TASK DESCRIPTION
Every record must reappear in the answer exactly as given.

EXERCISE DATA
[Start of section]

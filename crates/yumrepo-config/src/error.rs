use miette::Diagnostic;
use thiserror::Error;
use yumrepo_utils::error::{DurationError, FileSystemError, PathError, UtilsError};

#[derive(Error, Diagnostic, Debug)]
pub enum ConfigError {
    #[error("TOML deserialization error: {0}")]
    #[diagnostic(
        code(yumrepo_config::toml_deserialize),
        help("Check your config.toml syntax and structure")
    )]
    TomlDeError(#[from] toml::de::Error),

    #[error("TOML serialization error: {0}")]
    #[diagnostic(code(yumrepo_config::toml_serialize))]
    TomlSerError(#[from] toml::ser::Error),

    #[error("Failed to read configuration file `{path}`")]
    #[diagnostic(
        code(yumrepo_config::read),
        help("Check that the file exists and is readable")
    )]
    ReadError {
        path: String,
        #[source]
        source: std::io::Error,
    },

    #[error(transparent)]
    #[diagnostic(code(yumrepo_config::utils))]
    Utils(#[from] UtilsError),
}

impl From<PathError> for ConfigError {
    fn from(err: PathError) -> Self {
        Self::Utils(UtilsError::Path(err))
    }
}

impl From<DurationError> for ConfigError {
    fn from(err: DurationError) -> Self {
        Self::Utils(UtilsError::Duration(err))
    }
}

impl From<FileSystemError> for ConfigError {
    fn from(err: FileSystemError) -> Self {
        Self::Utils(UtilsError::FileSystem(err))
    }
}

pub type Result<T> = std::result::Result<T, ConfigError>;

[End of section]

RESULT
filename crates/yumrepo-config/src/error.rs
use miette::Diagnostic;
use thiserror::Error;
use yumrepo_utils::error::{DurationError, FileSystemError, PathError, UtilsError};

#[derive(Error, Diagnostic, Debug)]
pub enum ConfigError {
    #[error("TOML deserialization error: {0}")]
    #[diagnostic(
        code(yumrepo_config::toml_deserialize),
        help("Check your config.toml syntax and structure")
    )]
    TomlDeError(#[from] toml::de::Error),

    #[error("TOML serialization error: {0}")]
    #[diagnostic(code(yumrepo_config::toml_serialize))]
    TomlSerError(#[from] toml::ser::Error),

    #[error("Failed to read configuration file `{path}`")]
    #[diagnostic(
        code(yumrepo_config::read),
        help("Check that the file exists and is readable")
    )]
    ReadError {
        path: String,
        #[source]
        source: std::io::Error,
    },

    #[error(transparent)]
    #[diagnostic(code(yumrepo_config::utils))]
    Utils(#[from] UtilsError),
}

impl From<PathError> for ConfigError {
    fn from(err: PathError) -> Self {
        Self::Utils(UtilsError::Path(err))
    }
}

impl From<DurationError> for ConfigError {
    fn from(err: DurationError) -> Self {
        Self::Utils(UtilsError::Duration(err))
    }
}

impl From<FileSystemError> for ConfigError {
    fn from(err: FileSystemError) -> Self {
        Self::Utils(UtilsError::FileSystem(err))
    }
}

pub type Result<T> = std::result::Result<T, ConfigError>;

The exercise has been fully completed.